Purpose:
The purpose of this tutorial is to clarify the use of speech sounds as stimuli for auditory evoked potentials and how these might contribute to our understanding of speech, language, learning, and hearing disorders. Speech-evoked auditory brainstem responses (ABRs), auditory steady-state responses, auditory middle latency responses, mismatch negativity, P300, cortical onset responses, and the acoustic change complex are reviewed.
Method:
The author drew upon her scholarship in this area from over 4 decades of research and teaching to summarize the major findings when using speech stimuli to evoke auditory potentials that have been used in clinical contexts.
Results:
Speech-evoked auditory potentials contribute to our understanding of how the brain processes the acoustic features of speech sounds, providing information that is complementary to psychophysical tests. When psychophysical tests cannot be performed owing to neurodevelopmental immaturity or disability, or cognitive disability, speech-evoked auditory potentials may be used to estimate the benefit of amplification or implantation for speech, language, and hearing.
Conclusions:
The benefit of using auditory evoked potentials for evaluation is that they provide insight into the brain mechanisms underlying hearing and listening disorders that audiologists aim to treat. While we can use the known correlations between perceptual and electrophysiological responses for “cross-checking” our evaluation results, examining when discrepancies occur is also especially meaningful.

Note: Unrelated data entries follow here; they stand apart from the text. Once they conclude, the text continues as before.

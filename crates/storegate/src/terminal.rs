use std::io::Write;

use storegate_core::{BlockingPrompt, PromptSurface};
use storegate_platform::StoreOpener;

const BANNER_WIDTH: usize = 60;

/// Draws the blocking prompt as a boxed banner on a terminal stream.
///
/// When `open_store` is set, the button is considered pressed as soon as the
/// prompt is drawn and the store listing is opened.
pub struct TerminalSurface<W, O> {
    out: W,
    opener: O,
    open_store: bool,
    visible: Option<u32>,
}

impl<W: Write + Send + 'static, O: StoreOpener + 'static> TerminalSurface<W, O> {
    pub fn new(out: W, opener: O, open_store: bool) -> Self {
        Self {
            out,
            opener,
            open_store,
            visible: None,
        }
    }

    fn draw(&mut self, prompt: &BlockingPrompt) -> std::io::Result<()> {
        let border = "─".repeat(BANNER_WIDTH);
        writeln!(self.out, "┌{border}┐")?;
        for line in wrap(&prompt.message, BANNER_WIDTH - 2) {
            writeln!(self.out, "│ {line:<width$} │", width = BANNER_WIDTH - 2)?;
        }
        writeln!(self.out, "│{:width$}│", "", width = BANNER_WIDTH)?;
        let button = format!("[ {} ]", prompt.button_text);
        writeln!(self.out, "│{button:^width$}│", width = BANNER_WIDTH)?;
        writeln!(self.out, "└{border}┘")?;
        writeln!(self.out, "{}", prompt.store_url)?;
        self.out.flush()
    }
}

impl<W: Write + Send + 'static, O: StoreOpener + 'static> PromptSurface for TerminalSurface<W, O> {
    fn remove_tagged(&mut self, tag: u32) -> bool {
        if self.visible == Some(tag) {
            self.visible = None;
            true
        } else {
            false
        }
    }

    fn present(&mut self, tag: u32, prompt: &BlockingPrompt) {
        if let Err(error) = self.draw(prompt) {
            log::debug!("Could not draw update prompt: {error}");
        }
        self.visible = Some(tag);
        if self.open_store {
            self.opener.open_listing(&prompt.store_url);
        }
    }
}

fn wrap(text: &str, width: usize) -> Vec<String> {
    let mut lines = Vec::new();
    let mut current = String::new();

    for word in text.split_whitespace() {
        let needed = if current.is_empty() {
            word.chars().count()
        } else {
            current.chars().count() + 1 + word.chars().count()
        };
        if needed > width && !current.is_empty() {
            lines.push(std::mem::take(&mut current));
        }
        if !current.is_empty() {
            current.push(' ');
        }
        current.push_str(word);
    }

    if !current.is_empty() || lines.is_empty() {
        lines.push(current);
    }
    lines
}
mod paths;
mod store;

pub use paths::{AppPaths, AppPathsError};
pub use store::{StoreOpener, SystemStoreOpener, open_store_listing};
use std::path::PathBuf;
use std::process::ExitCode;

use clap::Parser;
use log::{info, warn};
use storegate::logging::init_logging;
use storegate::{AppSettings, Bridge, CheckOptions, TerminalSurface};
use storegate_core::{UiThread, UpdateDecisionService};
use storegate_platform::{AppPaths, SystemStoreOpener};

#[derive(Debug, Parser)]
#[command(
    name = "storegate",
    version,
    about = "Check the store for a newer app version and block until it is installed"
)]
struct Cli {
    /// Store-assigned app identifier; falls back to the `app_store_id` setting.
    #[arg(long)]
    app_store_id: Option<String>,

    /// Compare against this version instead of the installed one.
    #[arg(long)]
    fake_version: Option<String>,

    /// Prompt text; `{version}` is replaced with the latest version.
    #[arg(long)]
    message: Option<String>,

    #[arg(long)]
    button_text: Option<String>,

    /// Version of the installed app.
    #[arg(long, default_value = env!("CARGO_PKG_VERSION"))]
    current_version: String,

    /// Store region used for the catalog lookup.
    #[arg(long)]
    country: Option<String>,

    /// Read settings from this file instead of the platform default.
    #[arg(long)]
    settings: Option<PathBuf>,

    /// Open the store listing when the prompt is shown.
    #[arg(long)]
    open_store: bool,

    /// Store `--app-store-id` and `--country` in the settings file.
    #[arg(long)]
    save_settings: bool,

    #[arg(long)]
    debug: bool,
}

#[tokio::main]
async fn main() -> ExitCode {
    let cli = Cli::parse();

    let paths = AppPaths::new().ok();
    let settings_path = cli
        .settings
        .clone()
        .or_else(|| paths.as_ref().map(AppPaths::settings_file));

    let (mut settings, settings_error) = match settings_path.as_deref() {
        Some(path) => match AppSettings::read_from(path) {
            Ok(settings) => (settings, None),
            Err(error) => (AppSettings::default(), Some(error)),
        },
        None => (AppSettings::default(), None),
    };

    if let Some(paths) = &paths {
        init_logging(
            paths,
            settings.debug_logging || cli.debug,
            settings.max_log_size_bytes,
        );
    }
    if let Some(error) = settings_error {
        warn!("Using default settings: {error}");
    }

    if let Some(country) = cli.country.clone() {
        settings.country = country;
    }

    if cli.save_settings {
        if let Some(app_store_id) = cli.app_store_id.clone() {
            settings.app_store_id = Some(app_store_id);
        }
        let saved = match (&cli.settings, &paths) {
            (Some(path), _) => settings.save_to(path),
            (None, Some(paths)) => settings.save_in(paths),
            (None, None) => settings.save(),
        };
        match saved {
            Ok(()) => info!("Settings saved"),
            Err(error) => {
                eprintln!("failed to save settings: {error}");
                return ExitCode::FAILURE;
            }
        }
    }

    let client = match reqwest::Client::builder().build() {
        Ok(client) => client,
        Err(error) => {
            eprintln!("failed to build HTTP client: {error}");
            return ExitCode::FAILURE;
        }
    };

    let surface = TerminalSurface::new(std::io::stdout(), SystemStoreOpener, cli.open_store);
    let ui = match UiThread::spawn(surface) {
        Ok(ui) => ui,
        Err(error) => {
            eprintln!("failed to start UI thread: {error}");
            return ExitCode::FAILURE;
        }
    };

    let service = UpdateDecisionService::new(
        settings.catalog(client),
        ui,
        settings.decision_config(cli.current_version),
    );
    let bridge = Bridge::new(service, settings.app_store_id.clone())
        .with_default_text(settings.message.clone(), settings.button_text.clone());

    let options = CheckOptions {
        app_store_id: cli.app_store_id,
        fake_version: cli.fake_version,
        message: cli.message,
        button_text: cli.button_text,
    };

    let mut exit = ExitCode::SUCCESS;
    bridge
        .check_and_update(
            |status| println!("{status}"),
            |error| {
                eprintln!("{error}");
                exit = ExitCode::FAILURE;
            },
            &options,
        )
        .await;
    exit
}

For example, the complex ABR reveals subcortical issues in temporal processing that would not be evident in ABRs to clicks or tone bursts, nor in behavioral testing. P300 can document slower neural processing of speech stimuli that may be relevant to the rehabilitation of older adults, even when word recognition scores appear to be congruent with the pure-tone audiogram. In these ways, auditory evoked potentials for speech provide audiologists with tools for demonstrating to clients how their brain responds to speech and opening the conversation for rehabilitation.